| Required work |
Read the data below line by line and copy each one with "ReservasTab" in it.

Stored data entries
*-*-*
//! DTOs de reservas
//!
//! Payloads de `/reservas/*` y `/calificacion/*`, y el mapeo del formato del
//! backend a la `Reserva` canónica.

use chrono::{DateTime, NaiveDate, NaiveDateTime, NaiveTime};
use rust_decimal::Decimal;
use serde::{Deserialize, Serialize};
use tracing::warn;

use crate::models::reserva::{Calificacion, EstadoReserva, Reserva};

pub const SERVICIO_SIN_NOMBRE: &str = "Servicio sin nombre";
pub const EMPRESA_NO_ESPECIFICADA: &str = "Empresa no especificada";
pub const CONTACTO_NO_DISPONIBLE: &str = "Contacto no disponible";
pub const SIN_CATEGORIA: &str = "Sin categoría";
pub const NO_ESPECIFICADO: &str = "No especificado";

/// Reserva tal como la devuelve el backend (campos desnormalizados opcionales)
#[derive(Debug, Clone, Deserialize)]
pub struct RawReserva {
    #[serde(alias = "id")]
    pub id_reserva: i64,
    pub id_servicio: Option<i64>,
    pub id_usuario: Option<i64>,
    pub descripcion: Option<String>,
    pub observacion: Option<String>,
    pub fecha: Option<String>,
    pub hora_inicio: Option<String>,
    pub hora_fin: Option<String>,
    pub estado: Option<String>,
    pub created_at: Option<String>,
    pub updated_at: Option<String>,

    #[serde(alias = "servicio_nombre")]
    pub nombre_servicio: Option<String>,
    #[serde(alias = "precio")]
    pub precio_servicio: Option<Decimal>,
    #[serde(alias = "imagen")]
    pub imagen_servicio: Option<String>,
    #[serde(alias = "empresa_nombre")]
    pub nombre_empresa: Option<String>,
    pub nombre_contacto: Option<String>,
    pub email_contacto: Option<String>,
    pub telefono_contacto: Option<String>,
    #[serde(alias = "categoria_nombre")]
    pub nombre_categoria: Option<String>,

    pub calificacion_cliente: Option<Calificacion>,
    pub calificacion_proveedor: Option<Calificacion>,
    pub ya_calificado_cliente: Option<bool>,
    pub ya_calificado_proveedor: Option<bool>,
}

/// Respuesta del listado: `{reservas, total}` o, en backends antiguos, un array
#[derive(Debug, Clone, Deserialize)]
#[serde(untagged)]
pub enum ReservasPayload {
    Paginado {
        reservas: Vec<RawReserva>,
        total: Option<u64>,
    },
    Legacy(Vec<RawReserva>),
}

impl ReservasPayload {
    /// Reservas canónicas y total informado (en el formato legacy, su longitud)
    pub fn into_parts(self) -> (Vec<Reserva>, u64) {
        let (raw, total) = match self {
            ReservasPayload::Paginado { reservas, total } => {
                let total = total.unwrap_or(reservas.len() as u64);
                (reservas, total)
            }
            ReservasPayload::Legacy(reservas) => {
                let total = reservas.len() as u64;
                (reservas, total)
            }
        };
        let reservas = raw.into_iter().filter_map(RawReserva::into_reserva).collect();
        (reservas, total)
    }
}

impl RawReserva {
    /// Mapear a la forma canónica; descarta estados fuera del conjunto cerrado
    pub fn into_reserva(self) -> Option<Reserva> {
        let estado = match self.estado.as_deref().map(str::parse::<EstadoReserva>) {
            Some(Ok(estado)) => estado,
            None => EstadoReserva::Pendiente,
            Some(Err(e)) => {
                warn!("⚠️ Reserva {} descartada: {}", self.id_reserva, e);
                return None;
            }
        };

        Some(Reserva {
            id_reserva: self.id_reserva,
            id_servicio: self.id_servicio.unwrap_or_default(),
            id_usuario: self.id_usuario.unwrap_or_default(),
            descripcion: self.descripcion.unwrap_or_default(),
            observacion: non_empty(self.observacion),
            fecha: self.fecha.as_deref().and_then(parse_date),
            hora_inicio: self.hora_inicio.as_deref().and_then(parse_time),
            hora_fin: self.hora_fin.as_deref().and_then(parse_time),
            estado,
            created_at: self.created_at.as_deref().and_then(parse_timestamp),
            updated_at: self.updated_at.as_deref().and_then(parse_timestamp),
            nombre_servicio: or_placeholder(self.nombre_servicio, SERVICIO_SIN_NOMBRE),
            precio_servicio: self.precio_servicio.unwrap_or(Decimal::ZERO),
            imagen_servicio: non_empty(self.imagen_servicio),
            nombre_empresa: or_placeholder(self.nombre_empresa, EMPRESA_NO_ESPECIFICADA),
            nombre_contacto: or_placeholder(self.nombre_contacto, CONTACTO_NO_DISPONIBLE),
            email_contacto: or_placeholder(self.email_contacto, NO_ESPECIFICADO),
            telefono_contacto: or_placeholder(self.telefono_contacto, NO_ESPECIFICADO),
            nombre_categoria: or_placeholder(self.nombre_categoria, SIN_CATEGORIA),
            ya_calificado_cliente: self
                .ya_calificado_cliente
                .unwrap_or(self.calificacion_cliente.is_some()),
            ya_calificado_proveedor: self
                .ya_calificado_proveedor
                .unwrap_or(self.calificacion_proveedor.is_some()),
            calificacion_cliente: self.calificacion_cliente,
            calificacion_proveedor: self.calificacion_proveedor,
        })
    }
}

fn non_empty(value: Option<String>) -> Option<String> {
    value.filter(|v| !v.trim().is_empty())
}

fn or_placeholder(value: Option<String>, placeholder: &str) -> String {
    non_empty(value).unwrap_or_else(|| placeholder.to_string())
}

fn parse_date(value: &str) -> Option<NaiveDate> {
    let value = value.trim();
    NaiveDate::parse_from_str(value, "%Y-%m-%d")
        .ok()
        .or_else(|| parse_timestamp(value).map(|ts| ts.date()))
}

fn parse_time(value: &str) -> Option<NaiveTime> {
    let value = value.trim();
    NaiveTime::parse_from_str(value, "%H:%M:%S%.f")
        .or_else(|_| NaiveTime::parse_from_str(value, "%H:%M"))
        .ok()
}

fn parse_timestamp(value: &str) -> Option<NaiveDateTime> {
    let value = value.trim();
    DateTime::parse_from_rfc3339(value)
        .map(|dt| dt.naive_utc())
        .or_else(|_| NaiveDateTime::parse_from_str(value, "%Y-%m-%dT%H:%M:%S%.f"))
        .or_else(|_| NaiveDateTime::parse_from_str(value, "%Y-%m-%d %H:%M:%S%.f"))
        .ok()
}

/// Cuerpo de `PUT /reservas/{id}/estado`
#[derive(Debug, Clone, PartialEq, Serialize)]
pub struct EstadoUpdateRequest {
    pub nuevo_estado: EstadoReserva,
    pub observacion: Option<String>,
}

/// Cuerpo de `PUT /reservas/{id}/cancelar`
#[derive(Debug, Clone, PartialEq, Serialize)]
pub struct CancelarRequest {
    pub motivo: String,
}

/// Cuerpo de `POST /calificacion/{lado}/{id}`
#[derive(Debug, Clone, PartialEq, Serialize)]
pub struct CalificacionRequest {
    pub puntaje: u8,
    pub comentario: String,
    #[serde(skip_serializing_if = "Option::is_none")]
    pub satisfaccion_nps: Option<u8>,
}
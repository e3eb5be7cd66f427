//! Services module
//!
//! Este módulo contiene los servicios que hablan con la API REST. Cada
//! servicio expone un trait asíncrono que los controladores consumen.

pub mod admin_users_service;
pub mod password_reset_service;
pub mod reservas_service;

pub use admin_users_service::AdminUsersService;
pub use password_reset_service::{PasswordResetApi, PasswordResetService};
pub use reservas_service::{ReservasApi, ReservasPage, ReservasService, ReservasTab};
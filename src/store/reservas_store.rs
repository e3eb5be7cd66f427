//! Store de reservas
//!
//! Estado puro del listado: pestaña, filtros, paginación y la colección
//! cargada. No hace I/O; `begin_load` describe la carga a ejecutar y
//! `finish_load` aplica su resultado.

use chrono::NaiveDate;
use serde::Serialize;
use tracing::debug;

use crate::models::filtros::{CampoFiltro, FiltroEstado, FiltrosReserva};
use crate::models::pagination::{offset_for, Pagination};
use crate::models::reserva::{EstadoReserva, Reserva};
use crate::services::reservas_service::{ReservasPage, ReservasTab};
use crate::utils::errors::{AppError, AppResult};

pub const LOAD_ERROR_FALLBACK: &str = "No se pudieron cargar las reservas";

/// Carga pendiente de ejecutar
#[derive(Debug, Clone, PartialEq, Eq)]
pub struct LoadRequest {
    pub seq: u64,
    pub tab: ReservasTab,
    pub page: u32,
    pub query: Vec<(String, String)>,
}

/// Conteos por estado sobre la colección cargada
#[derive(Debug, Clone, Copy, Default, PartialEq, Eq, Serialize)]
pub struct ConteoEstados {
    pub total: usize,
    pub pendientes: usize,
    pub aprobadas: usize,
    pub rechazadas: usize,
    pub canceladas: usize,
    pub completadas: usize,
}

impl ConteoEstados {
    fn sumar(&mut self, estado: EstadoReserva) {
        self.total += 1;
        match estado {
            EstadoReserva::Pendiente => self.pendientes += 1,
            EstadoReserva::Aprobado | EstadoReserva::Confirmada => self.aprobadas += 1,
            EstadoReserva::Rechazado => self.rechazadas += 1,
            EstadoReserva::Cancelada => self.canceladas += 1,
            EstadoReserva::Concluido | EstadoReserva::Completada => self.completadas += 1,
        }
    }
}

#[derive(Debug, Clone)]
pub struct ReservasStore {
    tab: ReservasTab,
    filtros: FiltrosReserva,
    pagination: Pagination,
    reservas: Vec<Reserva>,
    page_size: u32,
    pending_loads: usize,
    next_seq: u64,
    last_applied: Option<u64>,
    error: Option<String>,
}

impl ReservasStore {
    pub fn new(page_size: u32) -> Self {
        let page_size = page_size.max(1);
        Self {
            tab: ReservasTab::default(),
            filtros: FiltrosReserva::default(),
            pagination: Pagination::empty(page_size),
            reservas: Vec::new(),
            page_size,
            pending_loads: 0,
            next_seq: 0,
            last_applied: None,
            error: None,
        }
    }

    pub fn tab(&self) -> ReservasTab {
        self.tab
    }

    pub fn filtros(&self) -> &FiltrosReserva {
        &self.filtros
    }

    pub fn pagination(&self) -> Pagination {
        self.pagination
    }

    pub fn page_size(&self) -> u32 {
        self.page_size
    }

    /// Colección completa de la última carga aplicada
    pub fn reservas(&self) -> &[Reserva] {
        &self.reservas
    }

    /// Colección con los filtros cortos aplicados localmente
    pub fn visible_reservas(&self) -> Vec<&Reserva> {
        self.reservas
            .iter()
            .filter(|reserva| self.filtros.matches_locally(reserva))
            .collect()
    }

    pub fn find(&self, id_reserva: i64) -> Option<&Reserva> {
        self.reservas.iter().find(|r| r.id_reserva == id_reserva)
    }

    pub fn is_loading(&self) -> bool {
        self.pending_loads > 0
    }

    pub fn error(&self) -> Option<&str> {
        self.error.as_deref()
    }

    pub fn last_applied(&self) -> Option<u64> {
        self.last_applied
    }

    pub fn active_filter_count(&self) -> usize {
        self.filtros.active_count()
    }

    pub fn counts(&self) -> ConteoEstados {
        let mut conteo = ConteoEstados::default();
        for reserva in &self.reservas {
            conteo.sumar(reserva.estado);
        }
        conteo
    }

    /// Parámetros de la consulta para una página
    pub fn query_for(&self, page: u32) -> Vec<(String, String)> {
        let mut query = vec![
            ("limit".to_string(), self.page_size.to_string()),
            ("offset".to_string(), offset_for(page, self.page_size).to_string()),
        ];
        query.extend(self.filtros.query_pairs());
        query
    }

    /// Preparar la carga de una página; `None` en la pestaña de agenda
    pub fn begin_load(&mut self, page: u32) -> Option<LoadRequest> {
        self.tab.endpoint()?;

        let page = page.max(1);
        self.next_seq += 1;
        self.pending_loads += 1;

        Some(LoadRequest {
            seq: self.next_seq,
            tab: self.tab,
            page,
            query: self.query_for(page),
        })
    }

    /// Aplicar el resultado de una carga
    ///
    /// La última carga en resolverse reemplaza la colección completa. Un
    /// error deja la colección anterior intacta y se devuelve tras guardar
    /// su mensaje. Resultados de otra pestaña se ignoran.
    pub fn finish_load(
        &mut self,
        request: &LoadRequest,
        result: AppResult<ReservasPage>,
    ) -> AppResult<()> {
        self.pending_loads = self.pending_loads.saturating_sub(1);

        if request.tab != self.tab {
            debug!("🗑️ Carga #{} descartada: la pestaña cambió a '{}'", request.seq, self.tab);
            return Ok(());
        }

        match result {
            Ok(page) => {
                self.reservas = page.reservas;
                self.pagination = Pagination::new(page.total, request.page, self.page_size);
                self.last_applied = Some(request.seq);
                self.error = None;
                Ok(())
            }
            Err(e) => {
                self.error = Some(e.user_message(LOAD_ERROR_FALLBACK));
                Err(e)
            }
        }
    }

    /// Cambiar de pestaña. Devuelve `true` si cambió.
    pub fn set_tab(&mut self, tab: ReservasTab) -> bool {
        if self.tab == tab {
            return false;
        }
        self.tab = tab;
        self.reservas.clear();
        self.pagination = Pagination::empty(self.page_size);
        self.error = None;
        true
    }

    /// Actualizar un filtro de texto. Devuelve `true` si cambió la consulta
    /// que viaja al servidor.
    pub fn set_filtro_texto(&mut self, campo: CampoFiltro, valor: &str) -> bool {
        let before = self.filtros.query_pairs();
        self.filtros.set_texto(campo, valor);
        before != self.filtros.query_pairs()
    }

    pub fn set_estado_filtro(&mut self, estado: FiltroEstado) -> bool {
        if self.filtros.estado == estado {
            return false;
        }
        self.filtros.estado = estado;
        true
    }

    pub fn set_fechas(
        &mut self,
        desde: Option<NaiveDate>,
        hasta: Option<NaiveDate>,
    ) -> AppResult<bool> {
        if let (Some(desde), Some(hasta)) = (desde, hasta) {
            if desde > hasta {
                return Err(AppError::Validation(
                    "La fecha desde no puede ser posterior a la fecha hasta".to_string(),
                ));
            }
        }
        let changed = self.filtros.fecha_desde != desde || self.filtros.fecha_hasta != hasta;
        self.filtros.fecha_desde = desde;
        self.filtros.fecha_hasta = hasta;
        Ok(changed)
    }

    /// Reemplazar todos los filtros de una vez. Devuelve `true` si cambió
    /// la consulta.
    pub fn replace_filters(&mut self, filtros: FiltrosReserva) -> AppResult<bool> {
        if let (Some(desde), Some(hasta)) = (filtros.fecha_desde, filtros.fecha_hasta) {
            if desde > hasta {
                return Err(AppError::Validation(
                    "La fecha desde no puede ser posterior a la fecha hasta".to_string(),
                ));
            }
        }
        let before = self.filtros.query_pairs();
        self.filtros = filtros;
        Ok(before != self.filtros.query_pairs())
    }

    /// Limpiar todos los filtros. Devuelve `true` si cambió la consulta.
    pub fn clear_filters(&mut self) -> bool {
        let before = self.filtros.query_pairs();
        self.filtros = FiltrosReserva::default();
        !before.is_empty()
    }
}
*-*-*
| Task solution |
pub use reservas_service::{ReservasApi, ReservasPage, ReservasService, ReservasTab};
use crate::services::reservas_service::{ReservasPage, ReservasTab};
    pub tab: ReservasTab,
    tab: ReservasTab,
            tab: ReservasTab::default(),
    pub fn tab(&self) -> ReservasTab {
    pub fn set_tab(&mut self, tab: ReservasTab) -> bool {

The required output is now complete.